Olfactory mucosa could also be transplanted into the OB with a relatively high survival rate (83%) and integrity of its structure [71]. However, functional synapses with the bulb could not be demonstrated. Overall, it has been shown that olfactory mucosa can be transplanted in various parts of the cortex as well including the fourth ventricle and the OB.
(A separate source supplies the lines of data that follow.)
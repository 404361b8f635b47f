//! Backlog commands.

use clap::Subcommand;

use scrum_master_client::ApiClient;
use scrum_master_core::{
    BacklogFilter, BacklogItemId, BacklogItemType, BacklogItemUpdate, BacklogStatus,
    NewBacklogItem, Priority, ProjectId,
};

use super::{CommandError, print_json};

#[derive(Subcommand)]
pub enum BacklogAction {
    /// List a project's backlog
    List {
        #[arg(long)]
        project: i32,
        #[arg(long)]
        status: Option<BacklogStatus>,
        #[arg(long)]
        priority: Option<Priority>,
        #[arg(long = "type")]
        item_type: Option<BacklogItemType>,
        /// Free-text search in title and description
        #[arg(long)]
        search: Option<String>,
    },
    /// Show one item
    Get {
        /// Item ID
        id: i32,
    },
    /// Add an item to a project's backlog
    Create {
        #[arg(long)]
        project: i32,
        #[arg(long)]
        title: String,
        #[arg(long, default_value = "")]
        description: String,
        #[arg(long = "type", default_value = "story")]
        item_type: BacklogItemType,
        #[arg(long, default_value = "medium")]
        priority: Priority,
        #[arg(long)]
        points: Option<u32>,
    },
    /// Move an item to a new status
    SetStatus {
        /// Item ID
        id: i32,
        status: BacklogStatus,
    },
    /// Delete an item
    Delete {
        /// Item ID
        id: i32,
    },
    /// Queue AI analysis of every item in a project
    Analyze {
        #[arg(long)]
        project: i32,
    },
}

pub async fn run(api: &ApiClient, action: BacklogAction) -> Result<(), CommandError> {
    let backlog = api.backlog();
    match action {
        BacklogAction::List {
            project,
            status,
            priority,
            item_type,
            search,
        } => {
            let filter = BacklogFilter {
                status,
                priority,
                item_type,
                search,
                ..Default::default()
            };
            print_json(&backlog.list(ProjectId::new(project), &filter).await?)
        }
        BacklogAction::Get { id } => print_json(&backlog.get(BacklogItemId::new(id)).await?),
        BacklogAction::Create {
            project,
            title,
            description,
            item_type,
            priority,
            points,
        } => {
            let item = NewBacklogItem {
                title,
                description,
                acceptance_criteria: None,
                item_type,
                priority,
                story_points: points,
                business_value: None,
                assignee_id: None,
            };
            print_json(&backlog.create(ProjectId::new(project), &item).await?)
        }
        BacklogAction::SetStatus { id, status } => {
            let update = BacklogItemUpdate {
                status: Some(status),
                ..Default::default()
            };
            print_json(&backlog.update(BacklogItemId::new(id), &update).await?)
        }
        BacklogAction::Delete { id } => print_json(&backlog.delete(BacklogItemId::new(id)).await?),
        BacklogAction::Analyze { project } => {
            print_json(&backlog.bulk_analyze(ProjectId::new(project)).await?)
        }
    }
}
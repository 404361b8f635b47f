//! Explicit authentication context for API requests.

use std::sync::{Arc, PoisonError, RwLock};

use secrecy::SecretString;

/// Holds the bearer token sent with every request.
///
/// Clones share the same token, so a 401 seen by one client clears it for
/// every holder of the session.
#[derive(Clone, Default)]
pub struct Session {
    token: Arc<RwLock<Option<SecretString>>>,
}

impl std::fmt::Debug for Session {
    fn fmt(&self, f: &mut std::fmt::Formatter<'_>) -> std::fmt::Result {
        let token = if self.is_authenticated() {
            "[REDACTED]"
        } else {
            "None"
        };
        f.debug_struct("Session").field("token", &token).finish()
    }
}

impl Session {
    /// A session without credentials.
    #[must_use]
    pub fn anonymous() -> Self {
        Self::default()
    }

    /// A session authenticated with the given bearer token.
    #[must_use]
    pub fn with_token(token: impl Into<String>) -> Self {
        let session = Self::default();
        session.set_token(token);
        session
    }

    /// Current token, if any.
    #[must_use]
    pub fn token(&self) -> Option<SecretString> {
        self.token
            .read()
            .unwrap_or_else(PoisonError::into_inner)
            .clone()
    }

    #[must_use]
    pub fn is_authenticated(&self) -> bool {
        self.token
            .read()
            .unwrap_or_else(PoisonError::into_inner)
            .is_some()
    }

    /// Replace the token, e.g. after logging in.
    pub fn set_token(&self, token: impl Into<String>) {
        *self.token.write().unwrap_or_else(PoisonError::into_inner) =
            Some(SecretString::from(token.into()));
    }

    /// Forget the token.
    pub fn clear(&self) {
        *self.token.write().unwrap_or_else(PoisonError::into_inner) = None;
    }
}

#[cfg(test)]
mod tests {
    use secrecy::ExposeSecret;

    use super::*;

    #[test]
    fn test_anonymous_session() {
        let session = Session::anonymous();
        assert!(!session.is_authenticated());
        assert!(session.token().is_none());
    }

    #[test]
    fn test_clear_is_shared_between_clones() {
        let session = Session::with_token("abc123");
        let other = session.clone();
        assert_eq!(
            other.token().map(|t| t.expose_secret().to_string()),
            Some("abc123".to_string())
        );

        session.clear();
        assert!(!other.is_authenticated());
    }

    #[test]
    fn test_debug_redacts_token() {
        let session = Session::with_token("super-secret");
        let debug = format!("{session:?}");
        assert!(debug.contains("[REDACTED]"));
        assert!(!debug.contains("super-secret"));
    }
}
//! AI Scrum Master API client.
//!
//! Typed access to the dashboard backend's `/api/v1` REST API.
//!
//! # Architecture
//!
//! - [`ApiClient`] wraps a `reqwest::Client` with the base URL, default
//!   headers and bearer-token injection from an explicit [`Session`].
//! - Each backend resource has a small client in [`resources`] with one
//!   method per endpoint.
//! - A 401 response clears the session and surfaces as
//!   [`ApiError::Unauthorized`]; the caller decides whether to send the user
//!   to the login route.
//!
//! # Example
//!
//! ```rust,ignore
//! use scrum_master_client::{ApiClient, ClientConfig, Session};
//! use scrum_master_core::TeamId;
//!
//! let client = ApiClient::new(&ClientConfig::from_env()?, Session::anonymous())?;
//! let sprints = client.sprints().list_for_team(TeamId::new(1)).await?;
//! ```

#![cfg_attr(not(test), forbid(unsafe_code))]

pub mod config;
pub mod error;
pub mod http;
pub mod resources;
pub mod session;

pub use config::{ClientConfig, ConfigError};
pub use error::ApiError;
pub use http::ApiClient;
pub use session::Session;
Although olfactory mucosa implants survived in different brain locations, the lack of functional connectivity does not currently provide convincing evidence for future treatment of post-traumatic cases with central brain lesions.

Implants

According to Besser et al., approximately one-third of patients in their study considered an olfactory implant as a therapeutic option [72]. Suitable candidates for it could be selected patients with a high degree of complaints and failure of conventional methods of olfactory rehabilitation, relatively low olfactory test scores, and people with professions requiring olfactory function (e.g., chefs, wine tasters, etc.). Animal studies showed that direct stimulation of the OB can reproduce spatial patterns of odorant-induced neuronal activity [73]. In humans, both subdural and transethmoid electrical stimulation of the OB could induce perception of smell [74]. There are currently described surgical techniques in cadavers for olfactory implantation in humans in order to avoid a transcranial approach [75]. An olfactory implant could be a solution for PTOD patients with integrity of OBs, for example, complete shearing of the olfactory filaments at the skull base. Olfactory implantation undoubtedly deserves more research efforts first to produce a feasible electrode array and then to find out the way to place it along the OB safely.

Conclusions

PTOD includes an inhomogeneous group of patients with a variety of injuries involving the periphery and the central compartments of the olfactory system. Diagnosis should be based on focused history, olfactory testing, and imaging (CT scan and MRI). Treatment options are limited with olfactory training and steroids being the more effective. Prognosis is still relatively low depending on the severity of injury with recovery occurring mainly during the first year post-trauma. However, cases of late improvement exist and clinicians should encourage patients to follow their treatment scheme regardless of the timing of the baseline assessment.